Three days after disgraced attorney Marc S. Dreier was released from jail to begin house arrest at his Manhattan apartment, papers filed in the Dreier LLP bankruptcy proceeding reveal that Dreier's 250-attorney firm might not be insolvent after all.
According to a summary of schedules filed Monday with the Southern District of New York Bankruptcy Court, Dreier LLP has $59 million in assets and $42 million in liabilities, some $30 million of which is owed to creditors holding secured claims.
Last year, Dreier, the firm's sole equity partner who stands accused of bilking investors of $400 million, received more than $4 million from the firm.

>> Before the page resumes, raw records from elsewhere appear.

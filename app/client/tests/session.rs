//! Session state machine tests, driven by synthetic transport signals.

use netops_client::{
    AutomationStatus, ClientConfig, ConnectionState, NoticeLevel, SessionCore, SessionError,
    Signal,
};
use protocol::{QueryFrame, Sender};

fn connected() -> SessionCore {
    let mut core = SessionCore::new(&ClientConfig::default());
    core.connecting();
    core.handle(Signal::Opened);
    core.drain_notices();
    core
}

fn submit(core: &mut SessionCore, text: &str) -> QueryFrame {
    serde_json::from_str(&core.submit_query(text).unwrap()).unwrap()
}

fn frame(core: &mut SessionCore, json: &str) {
    core.handle(Signal::Frame(json.to_owned()));
}

#[test]
fn opened_reports_connected() {
    let mut core = SessionCore::new(&ClientConfig::default());
    assert_eq!(core.connection(), ConnectionState::Disconnected);
    core.connecting();
    assert_eq!(core.connection(), ConnectionState::Connecting);
    core.handle(Signal::Opened);
    assert_eq!(core.connection(), ConnectionState::Connected);

    let notices = core.drain_notices();
    assert_eq!(notices.len(), 1);
    assert_eq!(notices[0].level, NoticeLevel::Success);
    assert_eq!(notices[0].text, "Connected to AI Assistant");
    assert!(core.drain_notices().is_empty());
}

#[test]
fn hello_turn_produces_one_reply() {
    let mut core = connected();
    let query = submit(&mut core, "Hi");
    assert_eq!(query.query, "Hi");
    assert!(query.conversation_history.is_empty());
    assert!(core.is_sending());

    frame(&mut core, r#"{"type":"start"}"#);
    frame(&mut core, r#"{"type":"chunk","content":"Hel"}"#);
    frame(&mut core, r#"{"type":"chunk","content":"lo"}"#);
    frame(&mut core, r#"{"type":"end"}"#);

    assert!(!core.is_sending());
    assert!(!core.in_flight());
    let messages = core.messages().as_slice();
    assert_eq!(messages.len(), 2);
    assert_eq!(messages[0].sender, Sender::User);
    assert_eq!(messages[0].text, "Hi");
    assert_eq!(messages[1].sender, Sender::Assistant);
    assert_eq!(messages[1].text, "Hello");
    assert!(!messages[1].is_open());

    let next = submit(&mut core, "And?");
    let history: Vec<_> = next
        .conversation_history
        .iter()
        .map(|e| (e.sender, e.text.as_str()))
        .collect();
    assert_eq!(
        history,
        [(Sender::User, "Hi"), (Sender::Assistant, "Hello")]
    );
}

#[test]
fn history_excludes_current_query() {
    let mut core = connected();
    let query = submit(&mut core, "first");
    assert!(query.conversation_history.iter().all(|e| e.text != "first"));
}

#[test]
fn submit_while_disconnected_is_rejected() {
    let mut core = SessionCore::new(&ClientConfig::default());
    let err = core.submit_query("Hi").unwrap_err();
    assert!(matches!(err, SessionError::NotConnected));
    assert!(core.messages().is_empty());
    assert!(!core.is_sending());

    let notices = core.drain_notices();
    assert_eq!(notices.len(), 1);
    assert_eq!(notices[0].level, NoticeLevel::Error);
    assert_eq!(notices[0].text, "Not connected to the AI Assistant.");
}

#[test]
fn blank_query_is_rejected() {
    let mut core = connected();
    assert!(matches!(
        core.submit_query("   "),
        Err(SessionError::EmptyQuery)
    ));
    assert!(core.messages().is_empty());
}

#[test]
fn second_query_while_sending_is_busy() {
    let mut core = connected();
    core.submit_query("one").unwrap();
    assert!(matches!(core.submit_query("two"), Err(SessionError::Busy)));
    assert_eq!(core.messages().len(), 1);
}

#[test]
fn error_frame_closes_turn_and_notifies() {
    let mut core = connected();
    core.submit_query("Hi").unwrap();
    frame(&mut core, r#"{"type":"start","content":"investigate"}"#);
    frame(&mut core, r#"{"type":"chunk","content":"partial"}"#);
    frame(&mut core, r#"{"type":"error","error":"backend exploded"}"#);

    assert!(!core.is_sending());
    assert!(!core.in_flight());
    assert_eq!(core.automation().status(), AutomationStatus::Failed);
    let notices = core.drain_notices();
    assert_eq!(notices.len(), 1);
    assert_eq!(notices[0].text, "backend exploded");

    frame(&mut core, r#"{"type":"chunk","content":"fresh"}"#);
    let messages = core.messages().as_slice();
    assert_eq!(messages.len(), 3);
    assert_eq!(messages[1].text, "partial");
    assert_eq!(messages[2].text, "fresh");
}

#[test]
fn bare_error_uses_generic_notice() {
    let mut core = connected();
    core.submit_query("Hi").unwrap();
    frame(&mut core, r#"{"type":"error"}"#);
    assert_eq!(core.drain_notices()[0].text, "An error occurred");
    assert!(!core.is_sending());
}

#[test]
fn closed_resets_turn() {
    let mut core = connected();
    core.submit_query("Hi").unwrap();
    frame(&mut core, r#"{"type":"chunk","content":"Hel"}"#);
    core.handle(Signal::Closed);

    assert_eq!(core.connection(), ConnectionState::Disconnected);
    assert!(!core.is_sending());
    assert!(!core.messages().as_slice()[1].is_open());
    assert_eq!(
        core.drain_notices()[0].text,
        "Disconnected from AI Assistant"
    );
}

#[test]
fn failure_resets_turn() {
    let mut core = connected();
    core.submit_query("Hi").unwrap();
    core.handle(Signal::Failed("reset by peer".into()));
    assert_eq!(core.connection(), ConnectionState::Disconnected);
    assert!(!core.is_sending());
    assert_eq!(
        core.drain_notices()[0].text,
        "An error occurred with the AI Assistant connection."
    );
}

#[test]
fn undecodable_frame_resets_turn() {
    let mut core = connected();
    core.submit_query("Hi").unwrap();
    frame(&mut core, r#"{"type":"start"}"#);
    frame(&mut core, "not json");

    assert!(!core.is_sending());
    assert!(!core.in_flight());
    assert_eq!(core.connection(), ConnectionState::Connected);
    let notices = core.drain_notices();
    assert_eq!(notices[0].level, NoticeLevel::Error);
    assert_eq!(notices[0].text, "Failed to parse message from AI Assistant.");
}

#[test]
fn unknown_event_is_ignored() {
    let mut core = connected();
    core.submit_query("Hi").unwrap();
    frame(&mut core, r#"{"type":"heartbeat"}"#);
    assert!(core.is_sending());
    assert_eq!(core.messages().len(), 1);
    assert!(core.drain_notices().is_empty());
}

#[test]
fn final_response_replaces_streamed_text() {
    let mut core = connected();
    core.submit_query("status?").unwrap();
    frame(&mut core, r#"{"type":"start","content":"using a tool"}"#);
    assert_eq!(core.automation().status(), AutomationStatus::Analyzing);
    frame(&mut core, r#"{"type":"chunk","content":"A"}"#);
    frame(&mut core, r#"{"type":"chunk","content":"B"}"#);
    frame(
        &mut core,
        r#"{"type":"tool_result","tool":"ping","success":true,"output":"3/3 replies"}"#,
    );
    assert_eq!(core.automation().status(), AutomationStatus::Executing);
    frame(&mut core, r#"{"type":"final_response","content":"XYZ"}"#);

    assert!(!core.is_sending());
    assert_eq!(core.automation().status(), AutomationStatus::Completed);
    let messages = core.messages().as_slice();
    assert_eq!(messages.len(), 3);
    assert_eq!(messages[1].text, "XYZ");
    assert!(messages[1].is_automation);
    assert_eq!(messages[2].text, "🔧 **ping** executed\n\n3/3 replies");

    let view = core.view();
    assert_eq!(view.messages.len(), 3);
    assert_eq!(view.automation, AutomationStatus::Completed);
    assert!(view.step.is_none());
}

#[test]
fn legacy_reply_frees_input() {
    let mut core = connected();
    core.submit_query("Hi").unwrap();
    frame(&mut core, r#"{"content":"hello "}"#);
    assert!(!core.is_sending());
    assert!(core.in_flight());
    frame(&mut core, r#"{"content":"hello "}"#);
    frame(&mut core, r#"{"content":"world"}"#);
    assert_eq!(core.messages().as_slice()[1].text, "hello world");

    core.stall();
    assert!(!core.in_flight());
    assert!(!core.messages().as_slice()[1].is_open());
    assert!(core.drain_notices().is_empty());
}

#[test]
fn stall_force_closes_turn() {
    let mut core = connected();
    core.submit_query("Hi").unwrap();
    frame(&mut core, r#"{"type":"start","content":"investigate"}"#);
    frame(&mut core, r#"{"type":"chunk","content":"half"}"#);
    core.stall();

    assert!(!core.is_sending());
    assert!(!core.in_flight());
    assert_eq!(core.automation().status(), AutomationStatus::Failed);
    assert!(!core.messages().as_slice()[1].is_open());
    assert_eq!(
        core.drain_notices()[0].text,
        "The AI Assistant stopped responding."
    );
}

#[test]
fn submit_resets_automation_status() {
    let mut core = connected();
    core.submit_query("one").unwrap();
    frame(&mut core, r#"{"type":"start","content":"tool"}"#);
    frame(&mut core, r#"{"type":"final_response","content":"done"}"#);
    assert_eq!(core.automation().status(), AutomationStatus::Completed);

    core.submit_query("two").unwrap();
    assert_eq!(core.automation().status(), AutomationStatus::Idle);
}

#[test]
fn untagged_reply_is_replayed_in_next_query() {
    let mut core = connected();
    submit(&mut core, "q1");
    frame(&mut core, r#"{"content":"answer one"}"#);
    assert!(core.messages().as_slice()[1].is_open());

    let next = submit(&mut core, "q2");
    let history: Vec<_> = next
        .conversation_history
        .iter()
        .map(|e| (e.sender, e.text.as_str()))
        .collect();
    assert_eq!(
        history,
        [(Sender::User, "q1"), (Sender::Assistant, "answer one")]
    );
    assert!(!core.messages().as_slice()[1].is_open());

    frame(&mut core, r#"{"content":"answer two"}"#);
    assert_eq!(core.messages().len(), 4);
    assert_eq!(core.messages().as_slice()[1].text, "answer one");
}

Salaries for contract partners at Dreier LLP ran the gamut with some -- like bankruptcy lawyer Paul S. Traub and intellectual property attorney Seth H. Ostrow -- earning in the range of $1 million or more, according to the statement of financial affairs.
The firm also paid considerable sums to Dreier's relatives, including nearly $27,000 to his 19-year-old son, Spencer, one of two signatories on the $10 million personal recognizance bond put up by Dreier.
While the filings caution that the bankruptcy trustee cannot vouch for the accuracy of the figures, which are based on an unaudited copy of the firm's books and records, Tracy Klestadt of Klestadt & Winters, who represents the creditors' committee in the Chapter 11 proceeding, said he believes the records are in "good shape."
In an interview, Klestadt said the next step in Dreier LLP, 08-15051, is for the court to set a deadline by which creditors must file proofs of claim that ultimately will be reconciled with the amounts listed in Monday's filings.